### Action item
Your output should be the lines of the entries below, exactly, from the first one through the line that holds "initial hash directly.".

### Information shown
//! `Noise_XX_25519_ChaChaPoly_SHA256` handshake state machine.
//!
//! ```text
//! -> e
//! <- e, ee, s, es
//! -> s, se
//! ```
//!
//! The initiator writes messages 1 and 3, the responder message 2. Messages 2
//! and 3 carry an encrypted [`HandshakePayload`] that binds the sender's fresh
//! Noise static key to its long-term Ed25519 identity. The machine is sans-IO:
//! callers move message bytes, framing and timeouts live in the I/O layer.

use crate::cipher::CipherState;
use crate::payload::HandshakePayload;
use crate::session::Role;
use crate::{Error, Result};
use bytes::Bytes;
use knit_crypto::aead::TAG_LEN;
use knit_crypto::kdf::{noise_hkdf, HASH_LEN};
use knit_crypto::kex::{X25519KeyPair, DH_LEN};
use knit_crypto::{Keypair, PeerId, PublicKey};
use sha2::{Digest, Sha256};
use zeroize::Zeroizing;

/// Noise protocol name. Exactly `HASH_LEN` bytes, so it is used as the
/// initial hash directly.
pub const PROTOCOL_NAME: &[u8; HASH_LEN] = b"Noise_XX_25519_ChaChaPoly_SHA256";

/// Length of an encrypted static key: key plus tag.
const ENCRYPTED_STATIC_LEN: usize = DH_LEN + TAG_LEN;

/// Message 1 is exactly one ephemeral key.
pub const MSG1_LEN: usize = DH_LEN;

/// Shortest possible message 2: `e`, encrypted `s`, encrypted payload tag.
pub const MSG2_MIN_LEN: usize = DH_LEN + ENCRYPTED_STATIC_LEN + TAG_LEN;

/// Shortest possible message 3: encrypted `s`, encrypted payload tag.
pub const MSG3_MIN_LEN: usize = ENCRYPTED_STATIC_LEN + TAG_LEN;

/// Chaining key, transcript hash and the current handshake cipher.
struct SymmetricState {
    ck: Zeroizing<[u8; HASH_LEN]>,
    h: [u8; HASH_LEN],
    cipher: CipherState,
}

impl SymmetricState {
    fn new() -> Self {
        let mut state = Self {
            ck: Zeroizing::new(*PROTOCOL_NAME),
            h: *PROTOCOL_NAME,
            cipher: CipherState::empty(),
        };
        // Empty prologue.
        state.mix_hash(&[]);
        state
    }

    fn mix_hash(&mut self, data: &[u8]) {
        let mut hasher = Sha256::new();
        hasher.update(self.h);
        hasher.update(data);
        self.h = hasher.finalize().into();
    }

    fn mix_key(&mut self, ikm: &[u8]) -> Result<()> {
        let (ck, k) = noise_hkdf(&self.ck, ikm)?;
        self.ck = ck;
        self.cipher = CipherState::new(k);
        Ok(())
    }

    fn encrypt_and_hash(&mut self, plaintext: &[u8]) -> Result<Vec<u8>> {
        let ciphertext = self.cipher.encrypt_with_ad(&self.h, plaintext)?;
        self.mix_hash(&ciphertext);
        Ok(ciphertext)
    }

    fn decrypt_and_hash(&mut self, ciphertext: &[u8]) -> Result<Zeroizing<Vec<u8>>> {
        let plaintext = self
            .cipher
            .decrypt_with_ad(&self.h, ciphertext)
            .map_err(|e| match e {
                Error::Decrypt => Error::HandshakeAuth("Handshake message failed to decrypt".into()),
                other => other,
            })?;
        self.mix_hash(ciphertext);
        Ok(plaintext)
    }

    /// Derive the transport cipher states: (initiator to responder, responder to initiator).
    fn split(&self) -> Result<(CipherState, CipherState)> {
        let (k1, k2) = noise_hkdf(&self.ck, &[])?;
        Ok((CipherState::new(k1), CipherState::new(k2)))
    }
}

/// Handshake states.
enum HandshakeState {
    /// Nothing sent or received yet.
    Init,
    /// Initiator: message 1 sent, awaiting message 2.
    Msg1Sent { e: X25519KeyPair },
    /// Responder: message 1 received, ready to write message 2.
    Msg1Received { re: [u8; DH_LEN] },
    /// Responder: message 2 sent, awaiting message 3.
    Msg2Sent { e: X25519KeyPair },
    /// Initiator: message 2 received, ready to write message 3.
    Msg2Received { re: [u8; DH_LEN] },
    /// Initiator: message 3 sent. Handshake complete.
    Msg3Sent { transport: Transport },
    /// Responder: message 3 received. Handshake complete.
    Msg3Received { transport: Transport },
    /// A step failed; the attempt cannot continue.
    Failed,
}

/// Material released by a completed handshake.
struct Transport {
    send: CipherState,
    recv: CipherState,
}

/// Authenticated result of a completed handshake.
#[derive(Debug)]
pub struct HandshakeOutcome {
    /// Cipher state for outbound traffic.
    pub send: CipherState,
    /// Cipher state for inbound traffic.
    pub recv: CipherState,
    /// Remote peer id, proven by signature.
    pub remote_peer: PeerId,
    /// Remote identity public key.
    pub remote_public: PublicKey,
    /// Early data the remote sent in its payload.
    pub remote_early_data: Option<Bytes>,
    /// Final transcript hash, identical on both sides (channel binding).
    pub handshake_hash: [u8; HASH_LEN],
}

/// Remote identity once its payload has been verified.
struct RemoteIdentity {
    public: PublicKey,
    peer_id: PeerId,
    early_data: Option<Bytes>,
}

/// XX handshake for one connection attempt.
pub struct Handshake {
    role: Role,
    state: HandshakeState,
    symmetric: SymmetricState,
    /// Noise static key, fresh per handshake.
    s: X25519KeyPair,
    /// Encoded local payload, signed at construction.
    local_payload: Vec<u8>,
    expected_peer: Option<PeerId>,
    remote: Option<RemoteIdentity>,
}

impl Handshake {
    /// Start a handshake.
    ///
    /// `early_data` travels inside the local payload; `expected_peer`, when
    /// given, must match the identity the remote proves.
    pub fn new(
        role: Role,
        identity: &Keypair,
        early_data: Option<Bytes>,
        expected_peer: Option<PeerId>,
    ) -> Result<Self> {
        let s = X25519KeyPair::generate();
        let payload = HandshakePayload {
            identity_key: identity.public().to_bytes(),
            signature: identity.sign_static_key(s.public_key()),
            early_data,
        };

        Ok(Self {
            role,
            state: HandshakeState::Init,
            symmetric: SymmetricState::new(),
            s,
            local_payload: payload.encode()?,
            expected_peer,
            remote: None,
        })
    }

    /// Local role.
    pub fn role(&self) -> Role {
        self.role
    }

    /// Whether all three messages have been processed.
    pub fn is_complete(&self) -> bool {
        matches!(
            self.state,
            HandshakeState::Msg3Sent { .. } | HandshakeState::Msg3Received { .. }
        )
    }

    /// Whether the next step is writing a message (as opposed to reading one).
    pub fn is_write_turn(&self) -> bool {
        matches!(
            (self.role, &self.state),
            (Role::Initiator, HandshakeState::Init)
                | (Role::Responder, HandshakeState::Msg1Received { .. })
                | (Role::Initiator, HandshakeState::Msg2Received { .. })
        )
    }

    /// Remote peer id, available once the remote payload is verified.
    pub fn remote_peer(&self) -> Option<PeerId> {
        self.remote.as_ref().map(|r| r.peer_id)
    }

    /// Produce the next outbound message.
    pub fn write_message(&mut self) -> Result<Vec<u8>> {
        match (self.role, std::mem::replace(&mut self.state, HandshakeState::Failed)) {
            (Role::Initiator, HandshakeState::Init) => self.write_msg1(),
            (Role::Responder, HandshakeState::Msg1Received { re }) => self.write_msg2(re),
            (Role::Initiator, HandshakeState::Msg2Received { re }) => self.write_msg3(re),
            _ => Err(Error::HandshakeProtocol(format!(
                "{:?} cannot write in the current state",
                self.role
            ))),
        }
    }

    /// Consume the next inbound message.
    pub fn read_message(&mut self, message: &[u8]) -> Result<()> {
        match (self.role, std::mem::replace(&mut self.state, HandshakeState::Failed)) {
            (Role::Responder, HandshakeState::Init) => self.read_msg1(message),
            (Role::Initiator, HandshakeState::Msg1Sent { e }) => self.read_msg2(e, message),
            (Role::Responder, HandshakeState::Msg2Sent { e }) => self.read_msg3(e, message),
            _ => Err(Error::HandshakeProtocol(format!(
                "{:?} cannot read in the current state",
                self.role
            ))),
        }
    }

    /// Release the transport keys and the verified remote identity.
    pub fn into_outcome(self) -> Result<HandshakeOutcome> {
        let transport = match self.state {
            HandshakeState::Msg3Sent { transport } | HandshakeState::Msg3Received { transport } => {
                transport
            }
            _ => {
                return Err(Error::HandshakeProtocol(
                    "Handshake is not complete".into(),
                ))
            }
        };
        let remote = self
            .remote
            .ok_or_else(|| Error::HandshakeProtocol("Remote identity not verified".into()))?;

        Ok(HandshakeOutcome {
            send: transport.send,
            recv: transport.recv,
            remote_peer: remote.peer_id,
            remote_public: remote.public,
            remote_early_data: remote.early_data,
            handshake_hash: self.symmetric.h,
        })
    }

    // === Message 1: -> e ===

    fn write_msg1(&mut self) -> Result<Vec<u8>> {
        let e = X25519KeyPair::generate();
        let mut out = e.public_key().to_vec();
        self.symmetric.mix_hash(e.public_key());
        out.extend(self.symmetric.encrypt_and_hash(&[])?);

        self.state = HandshakeState::Msg1Sent { e };
        Ok(out)
    }

    fn read_msg1(&mut self, message: &[u8]) -> Result<()> {
        let re: [u8; DH_LEN] = message.try_into().map_err(|_| {
            Error::HandshakeFormat(format!(
                "Message 1 must be {MSG1_LEN} bytes, got {}",
                message.len()
            ))
        })?;
        self.symmetric.mix_hash(&re);
        self.symmetric.decrypt_and_hash(&[])?;

        self.state = HandshakeState::Msg1Received { re };
        Ok(())
    }

    // === Message 2: <- e, ee, s, es ===

    fn write_msg2(&mut self, re: [u8; DH_LEN]) -> Result<Vec<u8>> {
        let e = X25519KeyPair::generate();
        let mut out = e.public_key().to_vec();
        self.symmetric.mix_hash(e.public_key());

        self.symmetric.mix_key(&*dh(&e, &re)?)?;
        out.extend(self.symmetric.encrypt_and_hash(self.s.public_key())?);
        self.symmetric.mix_key(&*dh(&self.s, &re)?)?;
        out.extend(self.symmetric.encrypt_and_hash(&self.local_payload)?);

        self.state = HandshakeState::Msg2Sent { e };
        Ok(out)
    }

    fn read_msg2(&mut self, e: X25519KeyPair, message: &[u8]) -> Result<()> {
        if message.len() < MSG2_MIN_LEN {
            return Err(Error::HandshakeFormat(format!(
                "Message 2 must be at least {MSG2_MIN_LEN} bytes, got {}",
                message.len()
            )));
        }
        let (re_bytes, rest) = message.split_at(DH_LEN);
        let (encrypted_static, encrypted_payload) = rest.split_at(ENCRYPTED_STATIC_LEN);

        let re = to_key(re_bytes)?;
        self.symmetric.mix_hash(&re);
        self.symmetric.mix_key(&*dh(&e, &re)?)?;

        let rs = to_key(&self.symmetric.decrypt_and_hash(encrypted_static)?)?;
        self.symmetric.mix_key(&*dh(&e, &rs)?)?;
        let payload = self.symmetric.decrypt_and_hash(encrypted_payload)?;
        self.verify_remote(&rs, &payload)?;

        self.state = HandshakeState::Msg2Received { re };
        Ok(())
    }

    // === Message 3: -> s, se ===

    fn write_msg3(&mut self, re: [u8; DH_LEN]) -> Result<Vec<u8>> {
        let mut out = self.symmetric.encrypt_and_hash(self.s.public_key())?;
        self.symmetric.mix_key(&*dh(&self.s, &re)?)?;
        out.extend(self.symmetric.encrypt_and_hash(&self.local_payload)?);

        let transport = self.split()?;
        self.state = HandshakeState::Msg3Sent { transport };
        Ok(out)
    }

    fn read_msg3(&mut self, e: X25519KeyPair, message: &[u8]) -> Result<()> {
        if message.len() < MSG3_MIN_LEN {
            return Err(Error::HandshakeFormat(format!(
                "Message 3 must be at least {MSG3_MIN_LEN} bytes, got {}",
                message.len()
            )));
        }
        let (encrypted_static, encrypted_payload) = message.split_at(ENCRYPTED_STATIC_LEN);

        let rs = to_key(&self.symmetric.decrypt_and_hash(encrypted_static)?)?;
        self.symmetric.mix_key(&*dh(&e, &rs)?)?;
        let payload = self.symmetric.decrypt_and_hash(encrypted_payload)?;
        self.verify_remote(&rs, &payload)?;

        let transport = self.split()?;
        self.state = HandshakeState::Msg3Received { transport };
        Ok(())
    }

    fn split(&self) -> Result<Transport> {
        let (c1, c2) = self.symmetric.split()?;
        Ok(match self.role {
            Role::Initiator => Transport { send: c1, recv: c2 },
            Role::Responder => Transport { send: c2, recv: c1 },
        })
    }

    /// Check that the remote identity signed the Noise static key `rs`.
    fn verify_remote(&mut self, rs: &[u8; DH_LEN], payload: &[u8]) -> Result<()> {
        let payload = HandshakePayload::parse(payload)?;
        let public = PublicKey::from_bytes(&payload.identity_key)
            .map_err(|e| Error::HandshakeFormat(e.to_string()))?;
        public
            .verify_static_key(rs, &payload.signature)
            .map_err(|_| Error::HandshakeAuth("Static key signature is invalid".into()))?;

        let peer_id = public.to_peer_id();
        if let Some(expected) = self.expected_peer {
            if expected != peer_id {
                return Err(Error::PeerIdentityMismatch {
                    expected,
                    actual: peer_id,
                });
            }
        }

        tracing::debug!(peer = %peer_id, role = ?self.role, "verified remote identity");
        self.remote = Some(RemoteIdentity {
            public,
            peer_id,
            early_data: payload.early_data,
        });
        Ok(())
    }
}

fn dh(local: &X25519KeyPair, remote: &[u8; DH_LEN]) -> Result<Zeroizing<[u8; DH_LEN]>> {
    local
        .exchange(remote)
        .map_err(|e| Error::HandshakeFormat(e.to_string()))
}

fn to_key(bytes: &[u8]) -> Result<[u8; DH_LEN]> {
    bytes.try_into().map_err(|_| {
        Error::HandshakeFormat(format!(
            "Key must be {DH_LEN} bytes, got {}",
            bytes.len()
        ))
    })
}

### Task result
//! `Noise_XX_25519_ChaChaPoly_SHA256` handshake state machine.
//!
//! ```text
//! -> e
//! <- e, ee, s, es
//! -> s, se
//! ```
//!
//! The initiator writes messages 1 and 3, the responder message 2. Messages 2
//! and 3 carry an encrypted [`HandshakePayload`] that binds the sender's fresh
//! Noise static key to its long-term Ed25519 identity. The machine is sans-IO:
//! callers move message bytes, framing and timeouts live in the I/O layer.

use crate::cipher::CipherState;
use crate::payload::HandshakePayload;
use crate::session::Role;
use crate::{Error, Result};
use bytes::Bytes;
use knit_crypto::aead::TAG_LEN;
use knit_crypto::kdf::{noise_hkdf, HASH_LEN};
use knit_crypto::kex::{X25519KeyPair, DH_LEN};
use knit_crypto::{Keypair, PeerId, PublicKey};
use sha2::{Digest, Sha256};
use zeroize::Zeroizing;

/// Noise protocol name. Exactly `HASH_LEN` bytes, so it is used as the
/// initial hash directly.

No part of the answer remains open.